Data records below:

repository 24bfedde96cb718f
//! Parsing error module re-export

pub use crate::infrastructure::parsing_error::{ParsingError, ParsingResult};
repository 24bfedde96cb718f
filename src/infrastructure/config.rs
//! Configuration infrastructure
//!
//! Settings are layered with the `config` crate:
//! 1. Built-in defaults (`AppConfig::default()`, constants in [`defaults`])
//! 2. Optional TOML file (`imdb-scraper.toml` unless overridden)
//! 3. `IMDB_SCRAPER__*` environment variables

#![allow(clippy::uninlined_format_args)]

use serde::{Deserialize, Serialize};
use std::path::{Path, PathBuf};
use std::time::Duration;
use thiserror::Error;
use tracing::{debug, info};
use url::Url;

use crate::infrastructure::parsing::config::ParsingConfig;

#[derive(Error, Debug)]
pub enum ConfigError {
    #[error("Failed to load configuration: {source}")]
    Load {
        #[from]
        source: config::ConfigError,
    },

    #[error("Configuration validation failed: {message}")]
    Validation { message: String },
}

/// Complete application configuration
#[derive(Debug, Clone, Default, Serialize, Deserialize)]
#[serde(default)]
pub struct AppConfig {
    pub site: SiteConfig,
    pub listing: ListingConfig,
    pub details: DetailConfig,
    pub paths: PathsConfig,
    pub logging: LoggingConfig,
    pub presentation: PresentationConfig,
    pub parsing: ParsingConfig,
}

/// Target site settings shared by both stages
#[derive(Debug, Clone, Serialize, Deserialize)]
#[serde(default)]
pub struct SiteConfig {
    /// Base URL that listing URLs and detail references are built on
    pub base_url: String,

    /// User agent sent by the rendering session and the detail fetcher
    pub user_agent: String,
}

/// Listing expansion (rendering session) settings
#[derive(Debug, Clone, Serialize, Deserialize)]
#[serde(default)]
pub struct ListingConfig {
    /// How long to wait for the "load more" control to become clickable
    pub control_timeout_secs: u64,

    /// Upper bound on "load more" iterations
    pub max_load_more_clicks: u32,

    /// Pause after each successful click so new items can be injected
    pub click_pause_secs: u64,

    /// Polling interval while waiting for the control
    pub poll_interval_ms: u64,

    pub window_width: u32,
    pub window_height: u32,
    pub headless: bool,

    /// Explicit Chrome/Chromium binary; auto-detected when unset
    pub chrome_executable: Option<PathBuf>,
}

/// Detail page fetching settings
#[derive(Debug, Clone, Serialize, Deserialize)]
#[serde(default)]
pub struct DetailConfig {
    /// Maximum number of detail pages in flight at once
    pub max_concurrent: usize,

    /// Per-request timeout; the transport default applies when unset
    pub request_timeout_secs: Option<u64>,
}

#[derive(Debug, Clone, Serialize, Deserialize)]
#[serde(default)]
pub struct PathsConfig {
    pub out_dir: PathBuf,
    pub logs_dir: PathBuf,
    /// Status phrases shown while scraping, one per line
    pub messages_file: PathBuf,
}

/// Logging configuration settings
#[derive(Debug, Clone, Serialize, Deserialize)]
#[serde(default)]
pub struct LoggingConfig {
    /// Log level: "error", "warn", "info", "debug", "trace"
    pub level: String,

    /// Enable JSON formatted logs
    pub json_format: bool,

    /// Enable console output (stdout is shared with the status ticker)
    pub console_output: bool,

    /// Enable file output
    pub file_output: bool,

    /// Log file name inside the logs directory
    pub file_name: String,
}

/// Status ticker settings
#[derive(Debug, Clone, Serialize, Deserialize)]
#[serde(default)]
pub struct PresentationConfig {
    pub enabled: bool,
    pub typing_delay_ms: u64,
    pub hold_ms: u64,
}

impl Default for SiteConfig {
    fn default() -> Self {
        Self {
            base_url: defaults::BASE_URL.to_string(),
            user_agent: defaults::USER_AGENT.to_string(),
        }
    }
}

impl Default for ListingConfig {
    fn default() -> Self {
        Self {
            control_timeout_secs: defaults::CONTROL_TIMEOUT_SECONDS,
            max_load_more_clicks: defaults::MAX_LOAD_MORE_CLICKS,
            click_pause_secs: defaults::CLICK_PAUSE_SECONDS,
            poll_interval_ms: defaults::POLL_INTERVAL_MS,
            window_width: defaults::WINDOW_WIDTH,
            window_height: defaults::WINDOW_HEIGHT,
            headless: true,
            chrome_executable: None,
        }
    }
}

impl Default for DetailConfig {
    fn default() -> Self {
        Self {
            max_concurrent: defaults::DETAIL_MAX_CONCURRENT,
            request_timeout_secs: None,
        }
    }
}

impl Default for PathsConfig {
    fn default() -> Self {
        Self {
            out_dir: PathBuf::from(defaults::OUT_DIR),
            logs_dir: PathBuf::from(defaults::LOGS_DIR),
            messages_file: PathBuf::from(defaults::MESSAGES_FILE),
        }
    }
}

impl Default for LoggingConfig {
    fn default() -> Self {
        Self {
            level: "info".to_string(),
            json_format: false,
            console_output: false,
            file_output: true,
            file_name: defaults::LOG_FILE_NAME.to_string(),
        }
    }
}

impl Default for PresentationConfig {
    fn default() -> Self {
        Self {
            enabled: true,
            typing_delay_ms: defaults::TYPING_DELAY_MS,
            hold_ms: defaults::MESSAGE_HOLD_MS,
        }
    }
}

impl ListingConfig {
    pub const fn control_timeout(&self) -> Duration {
        Duration::from_secs(self.control_timeout_secs)
    }

    pub const fn click_pause(&self) -> Duration {
        Duration::from_secs(self.click_pause_secs)
    }

    pub const fn poll_interval(&self) -> Duration {
        Duration::from_millis(self.poll_interval_ms)
    }
}

impl DetailConfig {
    pub fn request_timeout(&self) -> Option<Duration> {
        self.request_timeout_secs.map(Duration::from_secs)
    }
}

impl PresentationConfig {
    pub const fn typing_delay(&self) -> Duration {
        Duration::from_millis(self.typing_delay_ms)
    }

    pub const fn hold(&self) -> Duration {
        Duration::from_millis(self.hold_ms)
    }
}

impl AppConfig {
    /// Loads defaults, then the optional file, then the environment.
    ///
    /// An explicitly given `path` must exist; the default file is optional.
    pub fn load(path: Option<&Path>) -> Result<Self, ConfigError> {
        let (file, required) = match path {
            Some(path) => (path.to_path_buf(), true),
            None => (PathBuf::from(defaults::CONFIG_FILE), false),
        };
        debug!("Loading configuration (file: {:?}, required: {})", file, required);

        let settings = config::Config::builder()
            .add_source(config::Config::try_from(&Self::default())?)
            .add_source(config::File::from(file.as_path()).required(required))
            .add_source(
                config::Environment::with_prefix(defaults::ENV_PREFIX)
                    .prefix_separator("__")
                    .separator("__"),
            )
            .build()?;

        let config: Self = settings.try_deserialize()?;
        config.validate()?;

        info!("✅ Configuration loaded (base_url={})", config.site.base_url);
        Ok(config)
    }

    pub fn validate(&self) -> Result<(), ConfigError> {
        let base = Url::parse(&self.site.base_url).map_err(|e| ConfigError::Validation {
            message: format!("site.base_url '{}' is not a valid URL: {}", self.site.base_url, e),
        })?;
        if base.cannot_be_a_base() {
            return Err(ConfigError::Validation {
                message: format!("site.base_url '{}' cannot be used as a base", self.site.base_url),
            });
        }

        if self.details.max_concurrent == 0 {
            return Err(ConfigError::Validation {
                message: "details.max_concurrent must be greater than 0".to_string(),
            });
        }

        if self.listing.control_timeout_secs == 0 {
            return Err(ConfigError::Validation {
                message: "listing.control_timeout_secs must be greater than 0".to_string(),
            });
        }

        if self.listing.poll_interval_ms == 0 {
            return Err(ConfigError::Validation {
                message: "listing.poll_interval_ms must be greater than 0".to_string(),
            });
        }

        Ok(())
    }
}

/// Default values for configuration
pub mod defaults {
    /// Site the scraper targets
    pub const BASE_URL: &str = "https://www.imdb.com";

    /// Desktop browser user agent; the site answers 403 to unknown clients
    pub const USER_AGENT: &str = "Mozilla/5.0 (Windows NT 10.0; Win64; x64)";

    /// Wait budget for the "load more" control, in seconds
    pub const CONTROL_TIMEOUT_SECONDS: u64 = 15;

    /// "Load more" iterations per listing
    pub const MAX_LOAD_MORE_CLICKS: u32 = 5;

    /// Pause after each click, in seconds
    pub const CLICK_PAUSE_SECONDS: u64 = 5;

    pub const POLL_INTERVAL_MS: u64 = 250;

    pub const WINDOW_WIDTH: u32 = 1920;
    pub const WINDOW_HEIGHT: u32 = 1080;

    /// Default maximum concurrent requests for the detail fetcher
    pub const DETAIL_MAX_CONCURRENT: usize = 10;

    pub const OUT_DIR: &str = "out";
    pub const LOGS_DIR: &str = "logs";
    pub const MESSAGES_FILE: &str = "messages.txt";
    pub const LOG_FILE_NAME: &str = "imdb-scraper.log";
    pub const CONFIG_FILE: &str = "imdb-scraper.toml";
    pub const ENV_PREFIX: &str = "IMDB_SCRAPER";

    pub const TYPING_DELAY_MS: u64 = 50;
    pub const MESSAGE_HOLD_MS: u64 = 2000;
}
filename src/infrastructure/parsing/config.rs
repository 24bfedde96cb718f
//! Parsing configuration for HTML extraction
//!
//! Centralized CSS selectors for the listing and detail pages, so a markup
//! change upstream is a configuration edit rather than a code change.

use serde::{Deserialize, Serialize};

/// Main parsing configuration
#[derive(Debug, Clone, Default, Serialize, Deserialize)]
#[serde(default)]
pub struct ParsingConfig {
    pub listing: ListingSelectors,
    pub detail: DetailSelectors,
}

/// CSS selectors for the search listing page
#[derive(Debug, Clone, Serialize, Deserialize)]
#[serde(default)]
pub struct ListingSelectors {
    /// One node per catalog entry
    pub item: String,

    /// Title link inside an item on a genre listing
    pub category_anchor: String,

    /// Title link inside an item on a keyword result page
    pub keyword_anchor: String,

    /// The "load more" button driven by the listing expander
    pub load_more: String,
}

impl Default for ListingSelectors {
    fn default() -> Self {
        Self {
            item: "li.ipc-metadata-list-summary-item".to_string(),
            category_anchor: "a.ipc-title-link-wrapper".to_string(),
            keyword_anchor: "a.ipc-metadata-list-summary-item__t".to_string(),
            load_more: "button.ipc-see-more__button".to_string(),
        }
    }
}

/// CSS selectors for a title detail page
#[derive(Debug, Clone, Serialize, Deserialize)]
#[serde(default)]
pub struct DetailSelectors {
    pub title: String,

    /// Preferred plot element
    pub plot_extended: String,
    /// Used when the extended plot is missing
    pub plot_short: String,

    pub cast_member: String,
    pub release_info: String,

    /// Rating container; the value is its first descendant `span`
    pub rating_container: String,
    pub rating_value: String,

    pub directed_by: String,
    /// Writer credits, minus the more specific writer-detail links
    pub written_by: String,
}

impl Default for DetailSelectors {
    fn default() -> Self {
        Self {
            title: "span.hero__primary-text".to_string(),
            plot_extended: r#"span[data-testid="plot-xl"]"#.to_string(),
            plot_short: r#"span[data-testid="plot"]"#.to_string(),
            cast_member: r#"a[data-testid="title-cast-item__actor"]"#.to_string(),
            release_info: r#"a[href*="releaseinfo"]"#.to_string(),
            rating_container: r#"div[data-testid="hero-rating-bar__aggregate-rating__score"]"#
                .to_string(),
            rating_value: "span".to_string(),
            directed_by: r#"a[href*="tt_ov_dr"]"#.to_string(),
            written_by: r#"a[href*="tt_ov_wr"]:not([href*="tt_ov_wr_"])"#.to_string(),
        }
    }
}
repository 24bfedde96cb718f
#![allow(missing_docs)]

use std::process::ExitCode;

#[tokio::main(flavor = "current_thread")]
async fn main() -> ExitCode {
    imdb_scraper_lib::run().await
}
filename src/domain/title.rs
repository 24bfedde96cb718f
//! Scraped title data: listing references and parsed detail records

use std::fmt;
use url::Url;

/// Relative link to one title's detail page, as found on the listing.
///
/// Only the listing parser creates these; only the detail fetcher consumes them.
#[derive(Debug, Clone, PartialEq, Eq, Hash)]
pub struct ListingReference(String);

impl ListingReference {
    pub fn new(href: impl Into<String>) -> Self {
        Self(href.into())
    }

    pub fn as_str(&self) -> &str {
        &self.0
    }

    /// Resolves the reference against the site base URL
    pub fn resolve(&self, base: &Url) -> Result<Url, url::ParseError> {
        base.join(&self.0)
    }
}

impl AsRef<str> for ListingReference {
    fn as_ref(&self) -> &str {
        &self.0
    }
}

impl fmt::Display for ListingReference {
    fn fmt(&self, f: &mut fmt::Formatter<'_>) -> fmt::Result {
        f.write_str(&self.0)
    }
}

/// Fields extracted from one title detail page.
///
/// Optional fields stay `None` when the page does not carry them; nothing is
/// ever filled in with a placeholder.
#[derive(Debug, Clone, Default, PartialEq, Eq)]
pub struct DetailRecord {
    pub title: String,
    pub release_year: Option<String>,
    pub rating: Option<String>,
    /// Comma-joined, deduplicated. Falls back to writer credits when no
    /// director credit exists (director-or-writer-fallback).
    pub directors: Option<String>,
    /// Comma-joined in page order, empty when no cast is listed
    pub cast: String,
    pub summary: Option<String>,
}

impl fmt::Display for DetailRecord {
    fn fmt(&self, f: &mut fmt::Formatter<'_>) -> fmt::Result {
        match &self.release_year {
            Some(year) => write!(f, "{} ({})", self.title, year),
            None => f.write_str(&self.title),
        }
    }
}
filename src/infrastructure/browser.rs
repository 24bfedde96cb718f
//! Rendering session for the listing stage
//!
//! The search listing only reveals all of its items after client-side script
//! runs, so it is loaded in a headless Chromium driven over CDP. Every session
//! is torn down on every exit path: `BrowserListingSource::expand` always calls
//! [`RenderingSession::shutdown`], and dropping a session aborts its CDP
//! handler task. The handler rides out isolated protocol errors and only
//! stops after a run of consecutive failures.

#![allow(clippy::uninlined_format_args)]

use async_trait::async_trait;
use chromiumoxide::{Browser, BrowserConfig, Element, Page};
use futures::{Stream, StreamExt};
use std::fmt;
use std::path::PathBuf;
use std::time::Duration;
use thiserror::Error;
use tokio::task::JoinHandle;
use tokio::time::{Instant, sleep};
use tracing::{debug, error, info, warn};

use crate::application::listing_expander::{ExpansionSettings, ListingExpander, ListingPage};
use crate::domain::ListingSource;
use crate::infrastructure::config::AppConfig;

/// Returns true when the element can receive a click right now
const CLICKABLE_JS: &str = r"function() {
    if (!this.isConnected || this.disabled) { return false; }
    const style = window.getComputedStyle(this);
    if (style.display === 'none' || style.visibility === 'hidden') { return false; }
    const rect = this.getBoundingClientRect();
    return rect.width > 0 && rect.height > 0;
}";

/// Script click, which is not intercepted by overlays the way a mouse click is
const CLICK_JS: &str = "function() { this.click(); }";

#[derive(Error, Debug)]
pub enum ExpansionError {
    #[error("Failed to launch rendering session: {0}")]
    Launch(String),

    #[error("Failed to open {url}: {reason}")]
    Navigation { url: String, reason: String },

    #[error("'{selector}' did not become clickable within {timeout_secs}s")]
    ControlTimeout { selector: String, timeout_secs: u64 },

    #[error("'{selector}' is no longer on the page")]
    ControlMissing { selector: String },

    #[error("Load-more control went stale: {0}")]
    StaleControl(String),

    #[error("Rendering session error: {0}")]
    Protocol(String),
}

/// Launch options for the rendering browser
#[derive(Debug, Clone)]
pub struct BrowserSettings {
    pub window_width: u32,
    pub window_height: u32,
    pub headless: bool,
    pub user_agent: String,
    pub chrome_executable: Option<PathBuf>,
}

impl BrowserSettings {
    pub fn from_app_config(config: &AppConfig) -> Self {
        Self {
            window_width: config.listing.window_width,
            window_height: config.listing.window_height,
            headless: config.listing.headless,
            user_agent: config.site.user_agent.clone(),
            chrome_executable: config.listing.chrome_executable.clone(),
        }
    }

    fn build_browser_config(&self) -> Result<BrowserConfig, ExpansionError> {
        let mut builder = BrowserConfig::builder()
            .window_size(self.window_width, self.window_height)
            .arg("--start-maximized")
            .arg(format!("--user-agent={}", self.user_agent));

        if !self.headless {
            builder = builder.with_head();
        }
        if let Some(path) = &self.chrome_executable {
            info!("Configuring browser with Chromium at {:?}", path);
            builder = builder.chrome_executable(path);
        }

        builder.build().map_err(ExpansionError::Launch)
    }
}

/// Consecutive handler errors after which the browser is treated as gone
const MAX_CONSECUTIVE_HANDLER_ERRORS: usize = 10;

/// Pumps CDP events until the stream ends or errors keep coming.
///
/// Isolated errors (unknown events the client cannot deserialize) are logged
/// and skipped; any successful event resets the count. Returns the number of
/// consecutive errors seen when the loop stopped.
async fn drive_handler<S, T, E>(mut events: S) -> usize
where
    S: Stream<Item = Result<T, E>> + Unpin,
    E: fmt::Display,
{
    let mut consecutive_errors = 0;
    while let Some(event) = events.next().await {
        match event {
            Ok(_) => consecutive_errors = 0,
            Err(e) => {
                consecutive_errors += 1;
                warn!(
                    "Browser handler error ({}/{}): {}",
                    consecutive_errors, MAX_CONSECUTIVE_HANDLER_ERRORS, e
                );
                if consecutive_errors >= MAX_CONSECUTIVE_HANDLER_ERRORS {
                    error!("Browser handler gave up after {} consecutive errors", consecutive_errors);
                    break;
                }
            }
        }
    }
    consecutive_errors
}

/// Background task pumping the CDP connection; aborted on drop unless joined
struct HandlerTask(Option<JoinHandle<()>>);

impl HandlerTask {
    fn spawn<S, T, E>(events: S) -> Self
    where
        S: Stream<Item = Result<T, E>> + Unpin + Send + 'static,
        T: Send + 'static,
        E: fmt::Display + Send + 'static,
    {
        Self(Some(tokio::spawn(async move {
            drive_handler(events).await;
            debug!("Browser handler stopped");
        })))
    }

    async fn join(&mut self, timeout: Duration) {
        if let Some(handle) = self.0.take() {
            if tokio::time::timeout(timeout, handle).await.is_err() {
                debug!("Browser handler did not finish in time");
            }
        }
    }
}

impl Drop for HandlerTask {
    fn drop(&mut self) {
        if let Some(handle) = self.0.take() {
            handle.abort();
        }
    }
}

/// A running browser plus the task pumping its CDP connection
pub struct RenderingSession {
    browser: Browser,
    handler: HandlerTask,
}

impl RenderingSession {
    pub async fn launch(settings: &BrowserSettings) -> Result<Self, ExpansionError> {
        let config = settings.build_browser_config()?;

        let (browser, handler) = Browser::launch(config)
            .await
            .map_err(|e| ExpansionError::Launch(e.to_string()))?;

        info!("🚀 Rendering session launched");
        Ok(Self {
            browser,
            handler: HandlerTask::spawn(handler),
        })
    }

    pub const fn browser(&self) -> &Browser {
        &self.browser
    }

    /// Closes the browser, reaps the process and stops the handler task
    pub async fn shutdown(&mut self) {
        if let Err(e) = self.browser.close().await {
            warn!("Failed to close browser cleanly: {}", e);
        }
        if let Err(e) = self.browser.wait().await {
            warn!("Failed to wait for browser process: {}", e);
        }
        self.handler.join(Duration::from_secs(2)).await;
        info!("Rendering session closed");
    }
}

/// Listing page loaded in Chromium, with the "load more" control it drives
pub struct ChromiumListingPage {
    page: Page,
    selector: String,
    poll_interval: Duration,
    control: Option<Element>,
}

impl ChromiumListingPage {
    pub fn new(page: Page, selector: impl Into<String>, poll_interval: Duration) -> Self {
        Self {
            page,
            selector: selector.into(),
            poll_interval,
            control: None,
        }
    }

    async fn is_clickable(element: &Element) -> bool {
        match element.call_js_fn(CLICKABLE_JS, false).await {
            Ok(returns) => returns
                .result
                .value
                .and_then(|value| value.as_bool())
                .unwrap_or(false),
            Err(e) => {
                debug!("Clickability check failed: {}", e);
                false
            }
        }
    }
}

#[async_trait]
impl ListingPage for ChromiumListingPage {
    async fn wait_for_control(&mut self, timeout: Duration) -> Result<(), ExpansionError> {
        let deadline = Instant::now() + timeout;

        loop {
            if let Ok(element) = self.page.find_element(self.selector.as_str()).await {
                if Self::is_clickable(&element).await {
                    self.control = Some(element);
                    return Ok(());
                }
            }

            if Instant::now() >= deadline {
                self.control = None;
                return Err(ExpansionError::ControlTimeout {
                    selector: self.selector.clone(),
                    timeout_secs: timeout.as_secs(),
                });
            }
            sleep(self.poll_interval).await;
        }
    }

    async fn click_control(&mut self) -> Result<(), ExpansionError> {
        let element = self
            .control
            .as_ref()
            .ok_or_else(|| ExpansionError::StaleControl("control has not been located".to_string()))?;

        element
            .call_js_fn(CLICK_JS, false)
            .await
            .map_err(|e| ExpansionError::StaleControl(e.to_string()))?;
        Ok(())
    }

    async fn relocate_control(&mut self) -> Result<(), ExpansionError> {
        match self.page.find_element(self.selector.as_str()).await {
            Ok(element) => {
                self.control = Some(element);
                Ok(())
            }
            Err(e) => {
                debug!("Re-locating '{}' failed: {}", self.selector, e);
                self.control = None;
                Err(ExpansionError::ControlMissing {
                    selector: self.selector.clone(),
                })
            }
        }
    }

    async fn markup(&mut self) -> Result<String, ExpansionError> {
        self.page
            .content()
            .await
            .map_err(|e| ExpansionError::Protocol(e.to_string()))
    }
}

/// Listing source backed by a fresh rendering session per listing
pub struct BrowserListingSource {
    settings: BrowserSettings,
    load_more_selector: String,
    poll_interval: Duration,
    expander: ListingExpander,
}

impl BrowserListingSource {
    pub fn from_app_config(config: &AppConfig) -> Self {
        Self {
            settings: BrowserSettings::from_app_config(config),
            load_more_selector: config.parsing.listing.load_more.clone(),
            poll_interval: config.listing.poll_interval(),
            expander: ListingExpander::new(ExpansionSettings::from(&config.listing)),
        }
    }

    async fn expand_in_session(&self, session: &RenderingSession, url: &str) -> Result<String, ExpansionError> {
        let page = session
            .browser()
            .new_page(url)
            .await
            .map_err(|e| ExpansionError::Navigation {
                url: url.to_string(),
                reason: e.to_string(),
            })?;

        let mut listing_page =
            ChromiumListingPage::new(page.clone(), self.load_more_selector.as_str(), self.poll_interval);
        let result = self.expander.expand(&mut listing_page).await;

        if let Err(e) = page.close().await {
            warn!("Failed to close page: {}", e);
        }

        result.map(|expanded| {
            info!(
                "Listing expanded: {} clicks, {} recoveries, {} bytes",
                expanded.clicks,
                expanded.recoveries,
                expanded.markup.len()
            );
            expanded.markup
        })
    }
}

#[async_trait]
impl ListingSource for BrowserListingSource {
    async fn expand(&self, url: &str) -> Result<String, ExpansionError> {
        info!("Expanding listing: {}", url);

        let mut session = RenderingSession::launch(&self.settings).await?;
        let result = self.expand_in_session(&session, url).await;
        session.shutdown().await;

        result
    }
}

End of Data records.

What you will do: Across the data, pull every line containing the string "unknown".

Exercise response:
    /// Desktop browser user agent; the site answers 403 to unknown clients
/// Isolated errors (unknown events the client cannot deserialize) are logged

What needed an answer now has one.